Killing Off Wasabi (2015) - gk1
http://blog.fogcreek.com/killing-off-wasabi-part-1/
======
alexgartrell
I actually had an internship at Fog Creek in 2010. Ted Unangst (mentioned in
the article) was my mentor. One thing I noticed about the folks there were
that they were all crazy fucking smart. Joel had built this amazing recruiting
machine that could pull down some of the real best of the best -- definitely a
team that rivals any I've worked with at Facebook.

The drawback to this though was that the best are easily bored. FogBugz was an
important cash cow for the company, but there were few truly novel problems to
solve. This was not a "web scale" effort -- it was self-hosted software for
tens to hundreds of seats.

So I speculate that they okay'ed the project just because it was an
interesting thing to do that solved the underlying problem (albeit in a bit of
a convoluted way).

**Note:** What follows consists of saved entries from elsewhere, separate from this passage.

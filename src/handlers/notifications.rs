use axum::{extract::State, response::Response, Json};
use serde::Deserialize;
use serde_json::Value;
use uuid::Uuid;

use crate::middleware::{AdminUser, AuthUser};
use crate::services::{self, Broadcast};
use crate::state::AppState;
use crate::utils::response::{empty_success, success};
use crate::utils::AppError;

#[derive(Deserialize)]
pub struct RegisterTokenRequest {
    pub expo_push_token: String,
    #[serde(default)]
    pub device_id: Option<String>,
}

#[derive(Deserialize)]
pub struct UnregisterTokenRequest {
    pub expo_push_token: String,
}

#[derive(Deserialize)]
pub struct SendNotificationRequest {
    pub title: String,
    pub body: String,
    #[serde(default)]
    pub data: Option<Value>,
    #[serde(default)]
    pub user_ids: Option<Vec<Uuid>>,
    #[serde(default)]
    pub send_to_all: bool,
}

/// POST /push-tokens
pub async fn register_push_token(
    State(state): State<AppState>,
    user: AuthUser,
    Json(body): Json<RegisterTokenRequest>,
) -> Result<Response, AppError> {
    services::register_push_token(
        state.store.as_ref(),
        user.id,
        &body.expo_push_token,
        body.device_id.as_deref(),
    )
    .await?;

    Ok(empty_success("Push token registered"))
}

/// DELETE /push-tokens
pub async fn unregister_push_token(
    State(state): State<AppState>,
    user: AuthUser,
    Json(body): Json<UnregisterTokenRequest>,
) -> Result<Response, AppError> {
    let removed = state
        .store
        .remove_push_token(user.id, body.expo_push_token.trim())
        .await?;
    if !removed {
        return Err(AppError::NotFound("Push token not registered".to_string()));
    }

    Ok(empty_success("Push token removed"))
}

/// POST /admin/notifications
pub async fn send_notification(
    State(state): State<AppState>,
    admin: AdminUser,
    Json(body): Json<SendNotificationRequest>,
) -> Result<Response, AppError> {
    tracing::info!(admin_id = %admin.user.id, "Broadcast requested");

    let report = services::broadcast(
        state.store.as_ref(),
        state.push_relay.as_ref(),
        Broadcast {
            title: body.title,
            body: body.body,
            data: body.data,
            user_ids: body.user_ids,
            send_to_all: body.send_to_all,
        },
    )
    .await?;

    Ok(success(report, "Notifications sent"))
}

The simple cost/benefit analysis from a management point of
view is simple; pros: your devs are happy and you get linux support; cons:
it's a little more complicated and people make fun of you on the Internet.

Over time, Fog Creek came up with better outlets for this kind of nerd energy
-- kiln was fun because there were mercurial nerds around; trello was a foray
into server-side javascript. There was still a bit of that "the nerds rule"
bad decision making that made FogCreek an awesome place to work, but it was
more constrained.

Since then (and I'm way out of it now), a lot of the old school "just badass"
programmers have kind of gone their own way and Fog Creek has hired folks who
are better aligned with what they do and how they do it. I'm not sure if this
is because of a masterful shift in recruiting philosophy or if the diminishing
recruiting brand (due to Joel's blogging pause) led to the right kind of
developers becoming interested naturally.

In either event, it was definitely a very interesting culture, and I'm happy
to have been able to play along for a summer :)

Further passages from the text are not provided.